The appearance of the town is beautiful: imagine an immense amphitheater which only nature can create. [...] Although there is an abundance of water, there are no swamps because the sloping land drains the water it has received and not absorbed into the Tiber [...]; the ground rises so smoothly and with an almost insensitive slope that, while you feel like you haven't climbed, you're already on top. Behind you have the Apennines […]. You know now why I prefer my villa “in Tuscis” to the one in Tuscolo, Tivoli and Preneste.

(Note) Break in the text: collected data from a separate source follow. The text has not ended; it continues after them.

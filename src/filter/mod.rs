use crate::config::StripConfig;

mod gamma;
mod remap;
mod rgbw;

pub(crate) trait Filter {
    /// Apply the filter to a pixel sequence in place
    fn apply(&self, pixels: &mut [u32]);
}

use gamma::GammaCorrection;
pub use remap::IndexMapping;
use rgbw::RgbwConversion;

/// Filter processor - applies per-pixel transforms before encoding
///
/// Processing is applied in a specific order: white extraction, then gamma
/// correction of all four channels.
#[derive(Debug, Clone)]
pub(crate) struct FilterProcessor {
    /// RGB to RGBW conversion
    rgbw: Option<RgbwConversion>,
    /// Gamma correction
    gamma: Option<GammaCorrection>,
}

impl FilterProcessor {
    /// Create a filter processor for the given configuration
    pub(crate) fn new(config: &StripConfig) -> Self {
        let rgbw = config.rgb_to_rgbw.then_some(RgbwConversion);
        let gamma = config.gamma_correction.then(GammaCorrection::ws281x);
        Self { rgbw, gamma }
    }

    /// Apply all enabled filters to the pixels
    pub(crate) fn apply(&self, pixels: &mut [u32]) {
        if let Some(rgbw) = &self.rgbw {
            rgbw.apply(pixels);
        }
        if let Some(gamma) = &self.gamma {
            gamma.apply(pixels);
        }
    }
}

In recent times, the scholar Mariella Zoppi wrote:

a territory of great interest under many aspects that are revealed since its geographical location straddling the Tyrrhenian basin and the Adriatic and a crossroads between Tuscany, Marche, Romagna and Umbria. Like all border lands, today it presents itself as a formidable meeting point between cultures, art forms and traditions, its arrangement between the Apennines and the Tiber valley offers an incredible variety of landscapes, punctuated by a dense network of assets historical-architectural and natural emergencies, which are accompanied by the richness of an intangible culture made up of ancient traditions, legends, festivals and popular festivals, and a cuisine that ranges from a spartan simplicity to the exclusive delicacy of its truffles. We are faced with a cultural landscape with very high tourist potential, characterized by the sequence of its landscapes that from the sources of the Tiber passes to the Rognosi Mountains, where the alkalinity of the rocks makes the vegetation sparse, to the Alpe di Catenaria and the Alpe della Luna, from the sides covered with chestnut trees to which oak and beech trees are added, up to the monumentality of geo-morphological exceptionality such as the Sasso di Simone and the nearby Simoncello.

===Seismicity===
Historically, Valtiberina has a medium-high level of seismicity. Among the earthquakes of the past, the strongest with ML between 5 and 6 were those of 1352–1353, 1358, 1389, 1458, 1558, 1694, 1781, 1789, 1917, of 1948, known as the Sansepolcro earthquake. More recently, there have been tremors in 1997 and 2001 with ML slightly higher than 4. In 1997, the shock of 2 October had its epicenter in Sansepolcro. According to legislative provision 3274 of 20 March 2003, the Valtiberina area has been classified as having medium seismic intensity, that is, among those areas in which seismic events, albeit of lesser intensity, can create very serious damage.

===Climate===
The climatic classification (ex DPR 412 of 26 August 1993) includes the Valtiberina among the areas of Italy in which it is possible to use natural gas heating in buildings from 15 October to 15 April for 14 hours a day.